Figure 3(b) shows the long-term cyclability of NCM91 at 0.5 C in the voltage rage between 3.0 and 4.3 V. Within 70 cycles, no obvious capacity fading was observed for NCM91 sintered at 660 °C, however, the retention of NCM91 sintered above 680 °C decreases steadily from the beginning. The sample sintered at 640 °C and 740 °C show slightly low discharge capacities compared to others. It can be explained by unoptimized sintering temperature which induced structural weakness such as poor crystallinity (640 °C), serious cation mixing (640 and 740 °C) and long lithium ion movement pathways (740 °C)19. Although the sample sintered at 680 °C delivers the highest discharge capacity of 202.4 mAh/g in the first cycle, its low retention makes it less attractive. The sample sintered at 660 °C delivers a relatively low capacity of 197.3 mAh/g, it has an excellent retention of 85.3% under the same condition, implying that it has enough active sites for smooth and fast lithium ion diffusion with enhanced interfacial stability20. Ni-rich cathode is structurally unstable owing to oxygen release at the surface and structure changes since Ni-rich cathode is inevitable to lose oxygen atoms and then generate oxygen defects because of low bonding energy between Ni3+ and O2−. Moreover, oxygen and Ni4+ ion can lead to decomposition of the electrolyte. These phenomenon results in serious performance decay and safety problems21.

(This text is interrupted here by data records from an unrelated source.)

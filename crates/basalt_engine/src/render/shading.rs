//! Phong lighting accumulator
//!
//! The one lighting implementation both geometry evaluators feed. A
//! surface is described by the shared attribute set; whether those
//! attributes were interpolated by the rasterizer or computed by the
//! sphere tracer makes no difference to the result.
//!
//! Attenuation is squared Euclidean distance to the light. Numeric
//! degeneracies (zero-length normals or direction vectors, coincident
//! light and fragment) clamp the affected term to zero instead of
//! producing NaN. No clamping or tone-mapping is applied to the output.

use crate::foundation::math::{utils, Vec3};
use crate::scene::lighting::{AmbientLight, PointLight, PointLightSet};

/// Per-pixel surface description shared by both pipelines
///
/// Produced once per pixel per frame by exactly one geometry evaluator;
/// read-only to the lighting passes.
#[derive(Debug, Clone, Copy, PartialEq)]
pub struct SurfaceAttributes {
    /// Albedo color
    pub albedo: Vec3,
    /// World-space normal; may be unnormalized as stored
    pub normal: Vec3,
    /// World-space fragment position
    pub position: Vec3,
    /// Specular intensity multiplier
    pub specular_intensity: f32,
    /// Specular shininess exponent
    pub shininess: f32,
}

/// One point light's contribution to a surface point
///
/// `lambertian * color` diffuse plus `specular^shininess` highlight,
/// scaled by the light intensity over the squared distance. A backfacing
/// surface (lambertian <= 0) contributes nothing, specular included.
pub fn point_light_term(surface: &SurfaceAttributes, camera_position: &Vec3, light: &PointLight) -> Vec3 {
    let Some(normal) = surface.normal.try_normalize(f32::EPSILON) else {
        return Vec3::zeros();
    };

    let to_light = light.position - surface.position;
    let distance_squared = to_light.norm_squared();
    let Some(light_dir) = to_light.try_normalize(f32::EPSILON) else {
        // Light sits exactly on the fragment; no defined direction.
        return Vec3::zeros();
    };

    let lambertian = normal.dot(&light_dir).max(0.0);
    if lambertian <= 0.0 {
        return Vec3::zeros();
    }

    let specular = match (camera_position - surface.position).try_normalize(f32::EPSILON) {
        Some(view_dir) => {
            let reflected = utils::reflect(&-light_dir, &normal);
            reflected.dot(&view_dir).max(0.0).powf(surface.shininess)
        }
        None => 0.0,
    };

    (lambertian * light.color + specular * surface.specular_intensity * light.color)
        * (light.intensity / distance_squared)
}

/// The ambient contribution for a surface's albedo
///
/// The ambient subpass reads only the albedo attachment; the ambient
/// light modulates it uniformly.
pub fn ambient_term(albedo: &Vec3, ambient: &AmbientLight) -> Vec3 {
    albedo.component_mul(&ambient.color) * ambient.intensity
}

/// Full shading for one surface point: all point lights plus ambient
///
/// This is what the ray-marched pipeline calls inline per hit; the
/// deferred pipeline computes the same sum spread across its lighting
/// subpasses.
pub fn shade(
    surface: &SurfaceAttributes,
    camera_position: &Vec3,
    lights: &PointLightSet,
    ambient: &AmbientLight,
) -> Vec3 {
    let mut color = Vec3::zeros();
    for light in lights.active() {
        color += point_light_term(surface, camera_position, light);
    }
    color + ambient_term(&surface.albedo, ambient)
}

#[cfg(test)]
mod tests {
    use super::*;
    use approx::assert_relative_eq;

    const EPSILON: f32 = 1e-5;

    fn facing_surface() -> SurfaceAttributes {
        SurfaceAttributes {
            albedo: Vec3::new(1.0, 1.0, 1.0),
            normal: Vec3::new(0.0, 0.0, 1.0),
            position: Vec3::new(0.0, 0.0, -1.0),
            specular_intensity: 0.0,
            shininess: 16.0,
        }
    }

    #[test]
    fn no_lights_and_zero_ambient_is_black() {
        let surface = facing_surface();
        let color = shade(
            &surface,
            &Vec3::zeros(),
            &PointLightSet::new(),
            &AmbientLight::default(),
        );
        assert_eq!(color, Vec3::zeros());
    }

    #[test]
    fn backfacing_surface_gets_no_specular_regardless_of_shininess() {
        let mut surface = facing_surface();
        surface.specular_intensity = 10.0;
        for shininess in [0.5, 1.0, 64.0, 1024.0] {
            surface.shininess = shininess;
            // Light behind the surface.
            let light =
                PointLight::new(Vec3::new(0.0, 0.0, -5.0), Vec3::new(1.0, 1.0, 1.0), 1.0).unwrap();
            let term = point_light_term(&surface, &Vec3::zeros(), &light);
            assert_eq!(term, Vec3::zeros());
        }
    }

    #[test]
    fn head_on_quad_is_fully_lit() {
        // Quad at Z=-1 facing +Z, white light at the origin, intensity 1.
        // light_dir = (0,0,1), lambertian = 1, distance^2 = 1, specular
        // intensity 0, so the accumulated color is exactly (1,1,1).
        let surface = facing_surface();
        let light = PointLight::new(Vec3::zeros(), Vec3::new(1.0, 1.0, 1.0), 1.0).unwrap();
        let lights = PointLightSet::from_slice(&[light]).unwrap();
        let color = shade(&surface, &Vec3::zeros(), &lights, &AmbientLight::default());
        assert_relative_eq!(color, Vec3::new(1.0, 1.0, 1.0), epsilon = EPSILON);
    }

    #[test]
    fn attenuation_is_squared_distance() {
        let surface = facing_surface();
        // Light 3 units along the normal: lambertian = 1, distance^2 = 9.
        let light =
            PointLight::new(Vec3::new(0.0, 0.0, 2.0), Vec3::new(1.0, 1.0, 1.0), 1.0).unwrap();
        let term = point_light_term(&surface, &Vec3::zeros(), &light);
        assert_relative_eq!(term, Vec3::new(1.0, 1.0, 1.0) / 9.0, epsilon = EPSILON);
    }

    #[test]
    fn degenerate_vectors_clamp_to_zero_instead_of_nan() {
        let mut surface = facing_surface();
        surface.normal = Vec3::zeros();
        let light = PointLight::new(Vec3::new(0.0, 0.0, 5.0), Vec3::new(1.0, 1.0, 1.0), 1.0).unwrap();
        assert_eq!(point_light_term(&surface, &Vec3::zeros(), &light), Vec3::zeros());

        // Light exactly on the fragment.
        let surface = facing_surface();
        let coincident =
            PointLight::new(surface.position, Vec3::new(1.0, 1.0, 1.0), 1.0).unwrap();
        let term = point_light_term(&surface, &Vec3::zeros(), &coincident);
        assert!(term.iter().all(|c| c.is_finite()));
        assert_eq!(term, Vec3::zeros());

        // Camera exactly on the fragment: diffuse survives, specular is zero.
        let mut shiny = facing_surface();
        shiny.specular_intensity = 5.0;
        let light = PointLight::new(Vec3::new(0.0, 0.0, 1.0), Vec3::new(1.0, 1.0, 1.0), 1.0).unwrap();
        let term = point_light_term(&shiny, &shiny.position.clone(), &light);
        assert!(term.iter().all(|c| c.is_finite()));
    }

    #[test]
    fn ambient_reads_albedo() {
        let ambient = AmbientLight::new(Vec3::new(1.0, 0.5, 0.25), 0.4).unwrap();
        let term = ambient_term(&Vec3::new(0.5, 1.0, 0.0), &ambient);
        assert_relative_eq!(term, Vec3::new(0.2, 0.2, 0.0), epsilon = EPSILON);
    }

    #[test]
    fn shade_sums_lights_additively() {
        let surface = facing_surface();
        let light = PointLight::new(Vec3::new(0.0, 0.0, 1.0), Vec3::new(1.0, 1.0, 1.0), 1.0).unwrap();
        let one = shade(
            &surface,
            &Vec3::zeros(),
            &PointLightSet::from_slice(&[light]).unwrap(),
            &AmbientLight::default(),
        );
        let two = shade(
            &surface,
            &Vec3::zeros(),
            &PointLightSet::from_slice(&[light, light]).unwrap(),
            &AmbientLight::default(),
        );
        assert_relative_eq!(two, one * 2.0, epsilon = EPSILON);
    }
}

EIS was performed to investigate the enhanced cycle performance of the NCM 91 sintered at 660 °C. The Nyquist plots in Fig. 4(a) consists of three components: electrolyte resistance (Rs) in the high frequency, the charge transfer resistance (Rct) in the medium frequency and the Warburg impedance in the low frequency22. The values of electrolyte resistance (Rs) were almost same since NCM91 use the same electrolyte and the difference in Rct is small after first cycle. On the other hand, there is a big difference in Rct value after cycle test. The Rct of NCM91 sintered 740 °C was significantly increased from 78.4 to 399.2 Ω after 70 cycles, while Rct of NCM91 sintered 660 °C is efficiently suppressed by highly-crystallized structure with abundant space for smooth lithium ion diffusion. The Rct value of the sample sintered at 660 °C is about one fourth compared to the sample sintered at 740 °C. It demonstrates that the more effective charge-carrier transport occurs at the electrode and electrolyte interfaces. Therefore, we can conclude that lower Rct can be regarded as an important factor for capacity fading since the higher Rct enhanced the kinetic barrier for lithium ion diffusion, resulting in rapid capacity decay upon cycling23. These are in line with rate capability and cyclability, as mentioned in Fig. 3(a,b), respectively. Figure 4(b) shows the HCl-titration curves of NCM91 sintered at 660 and 740 °C. The unwanted materials caused by interfacial side reaction is contributed mainly from two sources: (i) residual lithium such as Li2CO3 and LiOH in the NCM91, resulting from moisture absorption and reduction of Ni3+ to Ni2+24 (ii) hydrogen-containing compounds derived from ion exchange at the surface of NCM91 (H+ (water) ↔ Li+ (surface or outer bulk)). However, the latter is generally negligible25. The amount of HCl used in the HCl titration up to pH 4 of sample sintered at 660 °C is less than that of 740 °C. It indicates that LiOH and Li2CO3 exist at the NCM91 surface and appropriate sintering temperature can suppress the residual lithium. The amount of the LiOH and Li2CO3 is calculated (Table 2) and could be obtained by the following equations26,27:

$${\rm{LiOH}}+{\rm{HCl}}\to {\rm{LiCl}}+{{\rm{H}}}_{{\rm{2}}}{\rm{O}}$$
(1)
$${{\rm{Li}}}_{{\rm{2}}}{{\rm{CO}}}_{{\rm{3}}}+{\rm{2HCl}}\to {\rm{2LiCl}}+{{\rm{H}}}_{{\rm{2}}}{\rm{O}}+{{\rm{CO}}}_{{\rm{2}}}$$
(2)
Figure 4
figure4

(a) Nyquist plots and HCl-titration graph of NCM91 sintered at 660 and 740 °C.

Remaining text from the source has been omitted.